Laughing, I replied, “As is the world. We’re already dealing with mass migration, primarily as a result of war and the climate crisis. Contrary to common belief, people don’t abandon everything they know and travel thousands of miles at great risk to themselves and their children, simply because they desire a better life. We have to start thinking globally rather than nation by nation. For now, we can create jobs in environmental restoration, much as we did with infrastructure. We’ve done a hell of a lot of damage to the planet, and it’s in everyone’s best interest to clean it up.
“There’s also the notion that just because we can use robots doesn’t mean we should. There are places where it may be better to hire human beings, at least for now. Governments can play a role in leveling the playing field between humans and machines. Machines don’t get sick, but they don’t buy the products they make, either. That’s a good place to start, but it still relies on the concept of the job as the basis for the economy.
“That’s not to say that there won’t be a role for work, but it will only play an increasingly smaller part, as the cost of employing robotics becomes ever more trivial. What may replace work is open to debate, but in the absence of a plan, what replaces it will be war.”
“But hasn’t history shown that increasing levels of productivity result in higher wages and a better standard of living?” the Vice President-elect asked.
“That may have been true when there were strong labor unions to fight for a shorter workweek and fewer work hours. Increasing hours of leisure resulted in stronger consumer demand and steady growth. The experience was quite different in post-industrial Japan where, thanks to the ‘job for life’ business model and the inability to shed unneeded workers, increasing productivity resulted in stagnation. Shorter work hours were anathema to the Japanese psyche and although it was great to be able to promise full employment, Japan couldn’t compete with countries such as China, Korea and Vietnam, which replaced the U.S. and Japan as the world’s industrial powerhouses.

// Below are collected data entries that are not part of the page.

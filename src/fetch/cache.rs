//! TTL + capacity bounded response cache
//!
//! Entries expire after a fixed duration and, under capacity pressure, the
//! oldest-inserted entry is evicted first. Expired entries are treated as
//! absent regardless of remaining capacity.

use std::collections::{HashMap, VecDeque};
use std::time::{Duration, Instant};

struct Entry<V> {
    value: V,
    inserted_at: Instant,
}

/// String-keyed cache with TTL expiry and oldest-first eviction
///
/// Not internally synchronized; callers wrap it in a lock when shared
/// across tasks.
pub struct TtlCache<V> {
    ttl: Duration,
    max_entries: usize,
    entries: HashMap<String, Entry<V>>,
    insertion_order: VecDeque<String>,
}

impl<V: Clone> TtlCache<V> {
    /// Creates a cache holding at most `max_entries` values for `ttl` each
    pub fn new(ttl: Duration, max_entries: usize) -> Self {
        Self {
            ttl,
            max_entries,
            entries: HashMap::new(),
            insertion_order: VecDeque::new(),
        }
    }

    /// Looks up a key, treating expired entries as absent
    pub fn get(&mut self, key: &str) -> Option<V> {
        let expired = match self.entries.get(key) {
            Some(entry) => entry.inserted_at.elapsed() > self.ttl,
            None => return None,
        };
        if expired {
            self.entries.remove(key);
            self.insertion_order.retain(|k| k != key);
            return None;
        }
        self.entries.get(key).map(|e| e.value.clone())
    }

    /// Inserts a value, evicting oldest-inserted entries over capacity
    ///
    /// Re-inserting an existing key refreshes its value and timestamp but
    /// keeps its original position in the eviction order.
    pub fn insert(&mut self, key: String, value: V) {
        let entry = Entry {
            value,
            inserted_at: Instant::now(),
        };
        if self.entries.insert(key.clone(), entry).is_some() {
            return;
        }
        // Every queued key maps to a live entry; removals keep both in sync,
        // so the front of the queue is always the oldest-inserted live key.
        while self.entries.len() > self.max_entries {
            match self.insertion_order.pop_front() {
                Some(oldest) => {
                    self.entries.remove(&oldest);
                }
                None => break,
            }
        }
        self.insertion_order.push_back(key);
    }

    /// Number of entries currently stored, expired or not
    pub fn len(&self) -> usize {
        self.entries.len()
    }

    /// Returns true when no entries are stored
    pub fn is_empty(&self) -> bool {
        self.entries.is_empty()
    }
}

“But the population’s decreasing,” the Vice President-elect reiterated. “We’re already seeing worker shortages in critical fields.”
“And most of those shortages are in fields that cannot be automated, such as nursing and education. Remember when there was a shortage of long-haul truck drivers?” I asked. “No one talks about that anymore, now that automated trucks have proven to be both safer and more reliable than their human-driven counterparts, and that’s the key, Mr. Vice President. No matter how much the population falls, thanks to automation, the employment rate will fall even faster.”
“But in the industrial age, automation and assembly lines lead to the growth of new jobs that were never conceived of before,” the Vice President-elect countered. “The same was true of the information age. Why won’t that happen again?”
Taking a deep breath, I explained, “Henry Ford mass produced cars that everyone could afford, in effect, creating demand for his own product. Previously, the automobile was a niche item, built by a team of skilled artisans for wealthy customers, one at a time. Not only was the assembly line much more efficient, but it was labor-intensive, creating jobs on a massive scale.
“However, if you visit one of the old assembly plants today, you’ll find buildings filled with robotic machines, with virtually empty parking lots outside. A good example is the Delco plant near Cleveland, in which the parking lot has been repurposed with solar panels to provide power to the plant. The, next generation of automobile factories are being built around massive 3D-printers, in which raw materials are turned into fully-assembled cars, trucks, vans and SUVs. I can foresee a time when dealerships themselves will have their own 3D printers and manufacture the cars they sell on demand, on site.”
“Can the Star Trek replicator be far behind?,” the Vice President-elect asked.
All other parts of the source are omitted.